-- Opening Marker --

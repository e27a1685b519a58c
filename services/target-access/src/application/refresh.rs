//! 刷新编排
//!
//! 先查缓存，过期或缺失时向上游刷新并写回。上游失败时保留旧值（没有旧值
//! 则为空集合），时间戳照常前移，因此故障的上游每个有效期内只被访问一次。

use std::sync::Arc;
use std::time::Duration;

use chrono::Utc;
use taa_common::{
    AccessTokenSet, CacheValue, ISPYB_QUERY_COUNTER_KEY, Identity, QUERY_COUNTER_KEY,
};
use taa_ports::{AccessSource, CacheStore};
use taa_telemetry::record_cache_lookup;
use tracing::{debug, info, warn};

use super::entry;
use super::locks::KeyedLocks;

/// 缓存中某个身份的当前状态
struct CachedAccess {
    tokens: Option<AccessTokenSet>,
    fresh: bool,
}

pub struct RefreshOrchestrator {
    store: Arc<dyn CacheStore>,
    source: Option<Arc<dyn AccessSource>>,
    ttl: Duration,
    locks: KeyedLocks,
}

impl RefreshOrchestrator {
    pub fn new(
        store: Arc<dyn CacheStore>,
        source: Option<Arc<dyn AccessSource>>,
        ttl: Duration,
    ) -> Self {
        Self {
            store,
            source,
            ttl,
            locks: KeyedLocks::new(),
        }
    }

    /// 查询某个身份的访问令牌
    ///
    /// 永远不会失败，最坏情况下返回空集合。刷新在独立任务中执行，
    /// 调用方放弃等待不会中断刷新，结果仍会写入缓存。
    pub async fn lookup(self: &Arc<Self>, identity: &Identity) -> AccessTokenSet {
        entry::bump(&*self.store, QUERY_COUNTER_KEY).await;

        let cached = self.read(identity).await;
        if cached.fresh {
            if let Some(tokens) = cached.tokens {
                record_cache_lookup("hit");
                debug!(identity = %identity, "Cache hit");
                return tokens;
            }
        }

        record_cache_lookup("refresh");
        let this = Arc::clone(self);
        let task_identity = identity.clone();
        let refresh = tokio::spawn(async move { this.refresh(&task_identity).await });

        match refresh.await {
            Ok(tokens) => tokens,
            Err(e) => {
                warn!(identity = %identity, error = %e, "Refresh task failed");
                cached.tokens.unwrap_or_default()
            }
        }
    }

    async fn refresh(&self, identity: &Identity) -> AccessTokenSet {
        let _guard = self.locks.lock(identity.value_key()).await;

        // 等锁期间可能已被其他调用方刷新
        let cached = self.read(identity).await;
        if cached.fresh {
            if let Some(tokens) = cached.tokens {
                debug!(identity = %identity, "Refreshed by a concurrent caller");
                return tokens;
            }
        }

        let fetched = match &self.source {
            Some(source) => {
                entry::bump(&*self.store, ISPYB_QUERY_COUNTER_KEY).await;
                source.fetch(identity).await
            }
            None => None,
        };

        let tokens = match fetched {
            Some(tokens) => {
                info!(identity = %identity, count = tokens.len(), "Access tokens refreshed");
                tokens
            }
            None => {
                warn!(
                    identity = %identity,
                    has_cached = cached.tokens.is_some(),
                    "Upstream unavailable, keeping last known access tokens"
                );
                cached.tokens.unwrap_or_default()
            }
        };

        entry::write(
            &*self.store,
            identity.value_key(),
            CacheValue::TokenSet(tokens.clone()),
            Utc::now(),
        )
        .await;
        tokens
    }

    async fn read(&self, identity: &Identity) -> CachedAccess {
        let (value, refreshed_at) = entry::read(&*self.store, identity.value_key()).await;
        let tokens = value.and_then(CacheValue::into_token_set);
        let fresh = tokens.is_some()
            && refreshed_at.is_some_and(|at| entry::is_fresh(at, self.ttl, Utc::now()));
        CachedAccess { tokens, fresh }
    }
}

-- Closing Marker --

EXERCISE REQUIREMENTS: The result should be every line of the material that contains the word "async", so copy those lines.

SOLVED EXERCISE:
    pub async fn lookup(self: &Arc<Self>, identity: &Identity) -> AccessTokenSet {
        let refresh = tokio::spawn(async move { this.refresh(&task_identity).await });
    async fn refresh(&self, identity: &Identity) -> AccessTokenSet {
    async fn read(&self, identity: &Identity) -> CachedAccess {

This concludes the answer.